Serotonin and dopamine transporter availability in social anxiety disorder after combined treatment with escitalopram and cognitive-behavioral therapy

Olof Hjorth #  1 Andreas Frick #  2   3 Malin Gingnell  2   4 Jonas Engman  2 Johannes Björkstrand  5 Vanda Faria  6   7 Iman Alaie  8 Per Carlbring  9 Gerhard Andersson  10   11 My Jonasson  12 Mark Lubberink  12 Gunnar Antoni  13 Margareta Reis  14 Kurt Wahlstedt  2 Mats Fredrikson  2   10 Tomas Furmark  2
Affiliations
Randomized Controlled Trial

Serotonin and dopamine transporter availability in social anxiety disorder after combined treatment with escitalopram and cognitive-behavioral therapy

Olof Hjorth et al. Transl Psychiatry. .

Abstract

Selective serotonin reuptake inhibitors (SSRIs) and internet-based cognitive behavioral therapy (ICBT) are recommended treatments of social anxiety disorder (SAD), and often combined, but their effects on monoaminergic signaling are not well understood. In this multi-tracer positron emission tomography (PET) study, 24 patients with SAD were randomized to treatment with escitalopram+ICBT or placebo+ICBT under double-blind conditions. Before and after 9 weeks of treatment, patients were examined with positron emission tomography and the radioligands [11C]DASB and [11C]PE2I, probing the serotonin (SERT) and dopamine (DAT) transporter proteins respectively.
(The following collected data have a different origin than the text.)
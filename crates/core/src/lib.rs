//! # CC Core
//!
//! Client-side logic for the contact-center transcript analytics demo.
//!
//! Generation, scoring, embeddings and similarity search all happen in a remote backend. This
//! crate only reshapes what that backend returns:
//! - [`analysis`]: buckets a free-text analysis report into issues, actions, outcomes, CSAT,
//!   FCR, performance notes and a summary
//! - [`display`]: renders a parsed report, falling back to the raw text when unstructured
//! - [`transcript`]: attributes transcript lines to agent or customer
//! - [`search`] and [`graph`]: similarity search hits as list rows and as an SVG graph
//! - [`metrics`]: rolls a batch of parsed reports up into KPIs
//!
//! **No I/O**: reading files, talking to the backend and authentication belong to callers such
//! as the `ccta` CLI.

pub mod analysis;
pub mod config;
pub mod constants;
pub mod display;
pub mod error;
pub mod graph;
pub mod metrics;
pub mod search;
pub mod transcript;

pub use analysis::{parse_report, AnalysisReport, Section};
pub use cc_types::{CsatBand, CsatScore, Similarity};
pub use config::{CoreConfig, GraphConfig};
pub use display::render_report;
pub use error::{CoreError, CoreResult};
pub use graph::{layout_graph, render_svg, SimilarityGraph};
pub use metrics::{aggregate_reports, BatchMetrics};
pub use search::{parse_search_response, SearchRequest, SearchResponse, SearchResult};
pub use transcript::{format_transcript, render_transcript, Speaker, TranscriptLine};
//! Batch metrics over parsed analysis reports.
//!
//! Rolls a batch of reports up into the contact-center KPIs shown on dashboards: average CSAT,
//! first call resolution rate, CSAT distribution and the most frequent issues.

use crate::analysis::AnalysisReport;
use crate::constants::TOP_ISSUES_LIMIT;
use crate::error::{CoreError, CoreResult};
use chrono::{DateTime, SecondsFormat, Utc};
use serde::Serialize;
use std::collections::{BTreeMap, HashMap};

#[derive(Debug, Clone, PartialEq, Serialize)]
pub struct BatchMetrics {
    pub total_reports: usize,
    /// Reports that carried a CSAT score
    pub scored_reports: usize,
    /// Mean CSAT over scored reports
    pub avg_csat: Option<f64>,
    /// Reports that carried an FCR flag
    pub fcr_reports: usize,
    /// Share of FCR-flagged reports resolved on first contact
    pub fcr_rate: Option<f64>,
    /// Count of reports per CSAT score on the 1-5 scale
    pub csat_distribution: BTreeMap<u8, usize>,
    /// Most frequent issues, lowercased, with their counts
    pub top_issues: Vec<(String, usize)>,
    pub generated_at: DateTime<Utc>,
}

/// Aggregates `reports` into batch metrics stamped with the current time.
pub fn aggregate_reports(reports: &[AnalysisReport]) -> BatchMetrics {
    aggregate_reports_at(reports, Utc::now())
}

/// Aggregates `reports` into batch metrics stamped with `generated_at`.
pub fn aggregate_reports_at(reports: &[AnalysisReport], generated_at: DateTime<Utc>) -> BatchMetrics {
    if reports.is_empty() {
        tracing::warn!("aggregating metrics over an empty batch");
    }

    let mut csat_distribution: BTreeMap<u8, usize> = (1..=5).map(|score| (score, 0)).collect();
    let mut csat_total = 0u32;
    let mut scored_reports = 0usize;
    let mut fcr_reports = 0usize;
    let mut fcr_resolved = 0usize;
    let mut issue_counts: HashMap<String, usize> = HashMap::new();

    for report in reports {
        if let Some(score) = report.csat {
            scored_reports += 1;
            csat_total += u32::from(score.value());
            if let Some(count) = csat_distribution.get_mut(&score.value()) {
                *count += 1;
            }
        }

        if let Some(resolved) = report.fcr {
            fcr_reports += 1;
            if resolved {
                fcr_resolved += 1;
            }
        }

        for issue in &report.issues {
            let key = issue.trim().to_lowercase();
            if !key.is_empty() {
                *issue_counts.entry(key).or_insert(0) += 1;
            }
        }
    }

    let mut top_issues: Vec<(String, usize)> = issue_counts.into_iter().collect();
    top_issues.sort_by(|a, b| b.1.cmp(&a.1).then_with(|| a.0.cmp(&b.0)));
    top_issues.truncate(TOP_ISSUES_LIMIT);

    BatchMetrics {
        total_reports: reports.len(),
        scored_reports,
        avg_csat: ratio(f64::from(csat_total), scored_reports),
        fcr_reports,
        fcr_rate: ratio(fcr_resolved as f64, fcr_reports),
        csat_distribution,
        top_issues,
        generated_at,
    }
}

fn ratio(numerator: f64, denominator: usize) -> Option<f64> {
    if denominator == 0 {
        None
    } else {
        Some(numerator / denominator as f64)
    }
}

impl BatchMetrics {
    /// CSV with one `metric,value,timestamp` row per headline metric.
    ///
    /// Rates and averages have two decimals; missing values leave the cell empty.
    pub fn to_csv(&self) -> String {
        let timestamp = self
            .generated_at
            .to_rfc3339_opts(SecondsFormat::Secs, true);
        let fmt = |value: Option<f64>| value.map(|v| format!("{:.2}", v)).unwrap_or_default();

        [
            "metric,value,timestamp".to_string(),
            format!("total_reports,{},{}", self.total_reports, timestamp),
            format!("avg_csat,{},{}", fmt(self.avg_csat), timestamp),
            format!("fcr_rate,{},{}", fmt(self.fcr_rate), timestamp),
        ]
        .join("\n")
    }

    /// Pretty-printed JSON.
    ///
    /// # Errors
    ///
    /// Returns `CoreError::Serialization` if serialization fails.
    pub fn to_json(&self) -> CoreResult<String> {
        serde_json::to_string_pretty(self).map_err(CoreError::Serialization)
    }
}

#[cfg(test)]
mod tests {
    use super::*;
    use crate::analysis::parse_report;
    use chrono::TimeZone;

    fn at() -> DateTime<Utc> {
        Utc.with_ymd_and_hms(2026, 1, 22, 10, 30, 0).unwrap()
    }

    fn reports() -> Vec<AnalysisReport> {
        vec![
            parse_report("ISSUES IDENTIFIED\n- Billing error\n- long wait\nPREDICTED CSAT\n4\nFCR\ntrue"),
            parse_report("ISSUES IDENTIFIED\n- billing error \nPREDICTED CSAT\n2\nFCR\nfalse"),
            parse_report("PREDICTED CSAT\nScore: 10\nFCR\ntrue"),
            parse_report("No structure at all"),
        ]
    }

    #[test]
    fn test_aggregate_headline_metrics() {
        let metrics = aggregate_reports_at(&reports(), at());
        assert_eq!(metrics.total_reports, 4);
        assert_eq!(metrics.scored_reports, 3);
        assert_eq!(metrics.avg_csat, Some(7.0 / 3.0));
        assert_eq!(metrics.fcr_reports, 3);
        assert_eq!(metrics.fcr_rate, Some(2.0 / 3.0));
    }

    #[test]
    fn test_csat_distribution_has_all_buckets() {
        let metrics = aggregate_reports_at(&reports(), at());
        let expected: BTreeMap<u8, usize> = [(1, 1), (2, 1), (3, 0), (4, 1), (5, 0)].into();
        assert_eq!(metrics.csat_distribution, expected);
    }

    #[test]
    fn test_top_issues_are_case_folded_and_ranked() {
        let metrics = aggregate_reports_at(&reports(), at());
        assert_eq!(
            metrics.top_issues,
            vec![("billing error".to_string(), 2), ("long wait".to_string(), 1)]
        );
    }

    #[test]
    fn test_out_of_scale_csat_counts_in_average_only() {
        let metrics = aggregate_reports_at(&[parse_report("PREDICTED CSAT\n9")], at());
        assert_eq!(metrics.avg_csat, Some(9.0));
        assert!(metrics.csat_distribution.values().all(|count| *count == 0));
    }

    #[test]
    fn test_empty_batch() {
        let metrics = aggregate_reports_at(&[], at());
        assert_eq!(metrics.total_reports, 0);
        assert_eq!(metrics.avg_csat, None);
        assert_eq!(metrics.fcr_rate, None);
        assert!(metrics.top_issues.is_empty());
        assert_eq!(metrics.csat_distribution.len(), 5);
    }

    #[test]
    fn test_to_csv() {
        let metrics = aggregate_reports_at(&reports(), at());
        assert_eq!(
            metrics.to_csv(),
            "metric,value,timestamp\n\
             total_reports,4,2026-01-22T10:30:00Z\n\
             avg_csat,2.33,2026-01-22T10:30:00Z\n\
             fcr_rate,0.67,2026-01-22T10:30:00Z"
        );

        let empty = aggregate_reports_at(&[], at());
        assert!(empty.to_csv().contains("\navg_csat,,2026-01-22T10:30:00Z\n"));
    }

    #[test]
    fn test_to_json() {
        let json = aggregate_reports_at(&reports(), at()).to_json().unwrap();
        let value: serde_json::Value = serde_json::from_str(&json).unwrap();
        assert_eq!(value["total_reports"], 4);
        assert_eq!(value["csat_distribution"]["4"], 1);
        assert_eq!(value["top_issues"][0][0], "billing error");
        assert_eq!(value["generated_at"], "2026-01-22T10:30:00Z");
    }
}
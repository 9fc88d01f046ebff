//! Core runtime configuration.
//!
//! Configuration is resolved once at process startup and then passed into core functions. Core
//! code never reads environment variables itself; the helpers here accept the raw
//! `Option<String>` value so the caller decides where it comes from.

use crate::constants::{
    DEFAULT_GRAPH_CENTER_X, DEFAULT_GRAPH_CENTER_Y, DEFAULT_GRAPH_HEIGHT, DEFAULT_GRAPH_MAX_NODES,
    DEFAULT_GRAPH_RADIUS, DEFAULT_GRAPH_WIDTH,
};
use crate::{CoreError, CoreResult};

/// Environment variable overriding the number of graph slots.
pub const GRAPH_MAX_NODES_ENV: &str = "CC_GRAPH_MAX_NODES";

/// Environment variable overriding the orbit radius of result nodes.
pub const GRAPH_RADIUS_ENV: &str = "CC_GRAPH_RADIUS";

/// Geometry of the similarity graph.
#[derive(Clone, Debug, PartialEq)]
pub struct GraphConfig {
    width: f64,
    height: f64,
    center_x: f64,
    center_y: f64,
    radius: f64,
    max_nodes: usize,
}

impl GraphConfig {
    /// Create a new `GraphConfig`.
    ///
    /// The canvas is `width` x `height` and result nodes orbit the centre at `radius`.
    pub fn new(
        width: f64,
        height: f64,
        center_x: f64,
        center_y: f64,
        radius: f64,
        max_nodes: usize,
    ) -> CoreResult<Self> {
        for (name, value) in [("width", width), ("height", height), ("radius", radius)] {
            if !value.is_finite() || value <= 0.0 {
                return Err(CoreError::InvalidInput(format!(
                    "graph {} must be a positive number",
                    name
                )));
            }
        }
        if !center_x.is_finite() || !center_y.is_finite() {
            return Err(CoreError::InvalidInput(
                "graph centre must be finite".into(),
            ));
        }
        if max_nodes == 0 {
            return Err(CoreError::InvalidInput(
                "graph max_nodes must be at least 1".into(),
            ));
        }

        Ok(Self {
            width,
            height,
            center_x,
            center_y,
            radius,
            max_nodes,
        })
    }

    /// Default geometry with overridden `radius` and `max_nodes`.
    pub fn with_overrides(radius: f64, max_nodes: usize) -> CoreResult<Self> {
        Self::new(
            DEFAULT_GRAPH_WIDTH,
            DEFAULT_GRAPH_HEIGHT,
            DEFAULT_GRAPH_CENTER_X,
            DEFAULT_GRAPH_CENTER_Y,
            radius,
            max_nodes,
        )
    }

    pub fn width(&self) -> f64 {
        self.width
    }

    pub fn height(&self) -> f64 {
        self.height
    }

    pub fn center(&self) -> (f64, f64) {
        (self.center_x, self.center_y)
    }

    pub fn radius(&self) -> f64 {
        self.radius
    }

    pub fn max_nodes(&self) -> usize {
        self.max_nodes
    }
}

impl Default for GraphConfig {
    fn default() -> Self {
        Self {
            width: DEFAULT_GRAPH_WIDTH,
            height: DEFAULT_GRAPH_HEIGHT,
            center_x: DEFAULT_GRAPH_CENTER_X,
            center_y: DEFAULT_GRAPH_CENTER_Y,
            radius: DEFAULT_GRAPH_RADIUS,
            max_nodes: DEFAULT_GRAPH_MAX_NODES,
        }
    }
}

/// Core configuration resolved at startup.
#[derive(Clone, Debug, Default, PartialEq)]
pub struct CoreConfig {
    graph: GraphConfig,
}

impl CoreConfig {
    pub fn new(graph: GraphConfig) -> Self {
        Self { graph }
    }

    pub fn graph(&self) -> &GraphConfig {
        &self.graph
    }
}

fn non_blank(value: Option<String>) -> Option<String> {
    value
        .map(|v| v.trim().to_string())
        .filter(|v| !v.is_empty())
}

/// Parse the graph slot count from an optional string value.
///
/// If `value` is `None` or empty/whitespace, returns the default of 8.
pub fn max_nodes_from_env_value(value: Option<String>) -> CoreResult<usize> {
    let Some(value) = non_blank(value) else {
        return Ok(DEFAULT_GRAPH_MAX_NODES);
    };
    match value.parse::<usize>() {
        Ok(n) if n > 0 => Ok(n),
        _ => Err(CoreError::InvalidInput(format!(
            "{} must be a positive integer, got '{}'",
            GRAPH_MAX_NODES_ENV, value
        ))),
    }
}

/// Parse the graph orbit radius from an optional string value.
///
/// If `value` is `None` or empty/whitespace, returns the default of 200.
pub fn radius_from_env_value(value: Option<String>) -> CoreResult<f64> {
    let Some(value) = non_blank(value) else {
        return Ok(DEFAULT_GRAPH_RADIUS);
    };
    match value.parse::<f64>() {
        Ok(r) if r.is_finite() && r > 0.0 => Ok(r),
        _ => Err(CoreError::InvalidInput(format!(
            "{} must be a positive number, got '{}'",
            GRAPH_RADIUS_ENV, value
        ))),
    }
}
//! Similarity search results.
//!
//! Reads the response of the vector search endpoint. Only the fields the client displays are
//! extracted; everything else in the response is ignored.

use crate::constants::{DEFAULT_TOP_K, SIMILAR_QUERY_MAX_CHARS};
use crate::error::{CoreError, CoreResult};
use cc_types::Similarity;
use serde::{Deserialize, Serialize};

/// One search hit.
#[derive(Debug, Clone, PartialEq, Serialize)]
pub struct SearchResult {
    /// Similarity between the query and this transcript
    pub similarity: Similarity,
    /// Short excerpt of the matching transcript
    pub preview: String,
    /// Storage key of the full transcript record
    pub s3_key: String,
    /// Business the transcript was generated for
    pub entity_name: String,
}

#[derive(Debug, Clone, PartialEq, Default, Serialize)]
pub struct SearchResponse {
    pub results: Vec<SearchResult>,
}

/// Body of a search endpoint request.
#[derive(Debug, Clone, PartialEq, Eq, Serialize)]
pub struct SearchRequest {
    pub query: String,
    pub top_k: usize,
}

impl SearchRequest {
    /// Request for the default number of hits.
    pub fn new(query: impl Into<String>) -> Self {
        Self {
            query: query.into(),
            top_k: DEFAULT_TOP_K,
        }
    }
}

#[derive(Debug, Deserialize)]
struct SearchResponseWire {
    #[serde(default)]
    results: Vec<SearchResultWire>,
}

#[derive(Debug, Deserialize)]
struct SearchResultWire {
    similarity: f64,
    #[serde(default)]
    preview: String,
    #[serde(default)]
    s3_key: String,
    #[serde(default)]
    metadata: SearchMetadataWire,
}

#[derive(Debug, Default, Deserialize)]
struct SearchMetadataWire {
    #[serde(default)]
    entity_name: String,
}

impl From<SearchResultWire> for SearchResult {
    fn from(wire: SearchResultWire) -> Self {
        let similarity = Similarity::new(wire.similarity).unwrap_or_else(|_| {
            tracing::warn!(
                "similarity {} for {} outside [0, 1], clamping",
                wire.similarity,
                wire.s3_key
            );
            Similarity::clamped(wire.similarity)
        });

        Self {
            similarity,
            preview: wire.preview,
            s3_key: wire.s3_key,
            entity_name: wire.metadata.entity_name,
        }
    }
}

/// Parses a search endpoint response body.
///
/// # Errors
///
/// Returns `CoreError::Deserialization` if `json` is not a valid response object.
pub fn parse_search_response(json: &str) -> CoreResult<SearchResponse> {
    let wire: SearchResponseWire = serde_json::from_str(json).map_err(CoreError::Deserialization)?;
    Ok(SearchResponse {
        results: wire.results.into_iter().map(SearchResult::from).collect(),
    })
}

impl SearchResult {
    /// List view row, for example `Acme Bank - 87.3%`.
    ///
    /// Exact halves round up, so `0.0625` reads `6.3%`.
    pub fn list_row(&self) -> String {
        let percent = (self.similarity.percent() * 10.0).round() / 10.0;
        format!("{} - {:.1}%", self.entity_name, percent)
    }

    /// Query used to find transcripts similar to this one.
    pub fn similar_query(&self) -> String {
        self.preview.chars().take(SIMILAR_QUERY_MAX_CHARS).collect()
    }

    /// Follow-up request for transcripts similar to this one.
    pub fn similar_request(&self) -> SearchRequest {
        SearchRequest::new(self.similar_query())
    }
}

#[cfg(test)]
mod tests {
    use super::*;

    const RESPONSE: &str = r#"{
        "results": [
            {
                "similarity": 0.873,
                "preview": "Agent: Thank you for calling Acme Bank.",
                "s3_key": "transcripts/b1/b1-0.json",
                "metadata": { "entity_name": "Acme Bank", "scenario": "billing" },
                "distance": 0.127
            },
            {
                "similarity": 1.02,
                "preview": "Customer: hi",
                "s3_key": "transcripts/b1/b1-1.json",
                "metadata": { "entity_name": "Acme Bank" }
            }
        ],
        "query": "billing"
    }"#;

    #[test]
    fn test_parse_response() {
        let response = parse_search_response(RESPONSE).unwrap();
        assert_eq!(response.results.len(), 2);
        assert_eq!(response.results[0].entity_name, "Acme Bank");
        assert_eq!(response.results[0].s3_key, "transcripts/b1/b1-0.json");
        assert_eq!(response.results[0].list_row(), "Acme Bank - 87.3%");
    }

    #[test]
    fn test_out_of_range_similarity_is_clamped() {
        let response = parse_search_response(RESPONSE).unwrap();
        assert_eq!(response.results[1].similarity.value(), 1.0);
    }

    #[test]
    fn test_missing_results_is_empty() {
        let response = parse_search_response(r#"{"message": "no index"}"#).unwrap();
        assert!(response.results.is_empty());
    }

    #[test]
    fn test_malformed_json_is_an_error() {
        let err = parse_search_response("not json").unwrap_err();
        assert!(matches!(err, CoreError::Deserialization(_)));
    }

    #[test]
    fn test_list_row_rounds_exact_halves_up() {
        let row = |similarity: f64| SearchResult {
            similarity: Similarity::new(similarity).unwrap(),
            preview: String::new(),
            s3_key: String::new(),
            entity_name: "Acme".into(),
        };
        assert_eq!(row(0.0625).list_row(), "Acme - 6.3%");
        assert_eq!(row(0.125).list_row(), "Acme - 12.5%");
        assert_eq!(row(1.0).list_row(), "Acme - 100.0%");
    }

    #[test]
    fn test_similar_query_truncates_on_chars() {
        let result = SearchResult {
            similarity: Similarity::new(0.5).unwrap(),
            preview: "é".repeat(250),
            s3_key: String::new(),
            entity_name: String::new(),
        };
        let query = result.similar_query();
        assert_eq!(query.chars().count(), 200);

        let short = SearchResult {
            preview: "short".into(),
            ..result
        };
        assert_eq!(short.similar_query(), "short");
    }

    #[test]
    fn test_similar_request_uses_default_top_k() {
        let response = parse_search_response(RESPONSE).unwrap();
        let request = response.results[1].similar_request();
        assert_eq!(request, SearchRequest::new("Customer: hi"));
        assert_eq!(request.top_k, 10);
        assert_eq!(
            serde_json::to_string(&request).unwrap(),
            r#"{"query":"Customer: hi","top_k":10}"#
        );
    }
}
/// Errors that can occur when creating validated score types.
#[derive(Debug, thiserror::Error, PartialEq)]
pub enum TypeError {
    /// A CSAT score was outside the single-digit range
    #[error("CSAT score must be a single digit (0-9), got {0}")]
    CsatOutOfRange(u8),
    /// A similarity was NaN or outside `[0, 1]`
    #[error("similarity must be within [0, 1], got {0}")]
    SimilarityOutOfRange(f64),
}

/// A customer satisfaction score as extracted from an analysis report.
///
/// Scores are nominally on a 1-5 scale, but extraction takes a single digit from free text,
/// so any value in `0..=9` is representable.
#[derive(Debug, Clone, Copy, PartialEq, Eq, PartialOrd, Ord, Hash)]
pub struct CsatScore(u8);

impl CsatScore {
    /// Highest score on the nominal scale.
    pub const SCALE_MAX: u8 = 5;

    /// Creates a new `CsatScore`.
    ///
    /// # Errors
    ///
    /// Returns `TypeError::CsatOutOfRange` if `value` is greater than 9.
    pub fn new(value: u8) -> Result<Self, TypeError> {
        if value > 9 {
            return Err(TypeError::CsatOutOfRange(value));
        }
        Ok(Self(value))
    }

    /// Builds a score from a single ASCII decimal digit.
    pub fn from_digit(c: char) -> Option<Self> {
        c.to_digit(10).map(|d| Self(d as u8))
    }

    pub fn value(self) -> u8 {
        self.0
    }

    /// Display bucket for this score.
    pub fn band(self) -> CsatBand {
        CsatBand::from_score(self.0)
    }
}

impl std::fmt::Display for CsatScore {
    fn fmt(&self, f: &mut std::fmt::Formatter<'_>) -> std::fmt::Result {
        write!(f, "{}", self.0)
    }
}

impl serde::Serialize for CsatScore {
    fn serialize<S>(&self, serializer: S) -> Result<S::Ok, S::Error>
    where
        S: serde::Serializer,
    {
        serializer.serialize_u8(self.0)
    }
}

impl<'de> serde::Deserialize<'de> for CsatScore {
    fn deserialize<D>(deserializer: D) -> Result<Self, D::Error>
    where
        D: serde::Deserializer<'de>,
    {
        let value = u8::deserialize(deserializer)?;
        CsatScore::new(value).map_err(serde::de::Error::custom)
    }
}

/// Low/medium/high bucketing used for CSAT badges.
#[derive(Debug, Clone, Copy, PartialEq, Eq, serde::Serialize, serde::Deserialize)]
#[serde(rename_all = "lowercase")]
pub enum CsatBand {
    Low,
    Medium,
    High,
}

impl CsatBand {
    /// Buckets a raw score: `>= 4` is high, `>= 3` is medium, anything else is low.
    pub fn from_score(score: u8) -> Self {
        if score >= 4 {
            CsatBand::High
        } else if score >= 3 {
            CsatBand::Medium
        } else {
            CsatBand::Low
        }
    }

    pub fn css_class(self) -> &'static str {
        match self {
            CsatBand::Low => "csat-low",
            CsatBand::Medium => "csat-medium",
            CsatBand::High => "csat-high",
        }
    }
}

/// Cosine similarity between a query and a search hit, within `[0, 1]`.
#[derive(Debug, Clone, Copy, PartialEq, PartialOrd)]
pub struct Similarity(f64);

impl Similarity {
    /// Creates a new `Similarity`, rejecting NaN and out-of-range values.
    pub fn new(value: f64) -> Result<Self, TypeError> {
        if value.is_nan() || !(0.0..=1.0).contains(&value) {
            return Err(TypeError::SimilarityOutOfRange(value));
        }
        Ok(Self(value))
    }

    /// Saturates `value` into `[0, 1]`. NaN maps to zero.
    pub fn clamped(value: f64) -> Self {
        if value.is_nan() {
            return Self(0.0);
        }
        Self(value.clamp(0.0, 1.0))
    }

    pub fn value(self) -> f64 {
        self.0
    }

    /// Similarity expressed as a percentage in `[0, 100]`.
    pub fn percent(self) -> f64 {
        self.0 * 100.0
    }
}

impl serde::Serialize for Similarity {
    fn serialize<S>(&self, serializer: S) -> Result<S::Ok, S::Error>
    where
        S: serde::Serializer,
    {
        serializer.serialize_f64(self.0)
    }
}

impl<'de> serde::Deserialize<'de> for Similarity {
    fn deserialize<D>(deserializer: D) -> Result<Self, D::Error>
    where
        D: serde::Deserializer<'de>,
    {
        let value = f64::deserialize(deserializer)?;
        Similarity::new(value).map_err(serde::de::Error::custom)
    }
}
use cc_types::TypeError;

#[derive(Debug, thiserror::Error)]
pub enum CoreError {
    #[error("invalid input: {0}")]
    InvalidInput(String),
    #[error("failed to deserialize search response: {0}")]
    Deserialization(serde_json::Error),
    #[error("failed to serialize metrics: {0}")]
    Serialization(serde_json::Error),
    #[error("invalid value: {0}")]
    Type(#[from] TypeError),
}

pub type CoreResult<T> = std::result::Result<T, CoreError>;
Both treatment combinations resulted in significant improvement as measured by the Liebowitz Social Anxiety Scale (LSAS). At baseline, SERT-DAT co-expression was high and, in the putamen and thalamus, co-expression showed positive associations with symptom severity. SERT-DAT co-expression was also predictive of treatment success, but predictor-outcome associations differed in direction between the treatments. After treatment, average SERT occupancy in the SSRI + ICBT group was >80%, with positive associations between symptom improvement and occupancy in the nucleus accumbens, putamen and anterior cingulate cortex. Following placebo+ICBT, SERT binding increased in the raphe nuclei. DAT binding increased in both groups in limbic and striatal areas, but relations with symptom improvement differed, being negative for SSRI + ICBT and positive for placebo + ICBT. Thus, serotonin-dopamine transporter co-expression exerts influence on symptom severity and remission rate in the treatment of social anxiety disorder. However, the monoamine transporters are modulated in dissimilar ways when cognitive-behavioral treatment is given concomitantly with either SSRI-medication or pill placebo.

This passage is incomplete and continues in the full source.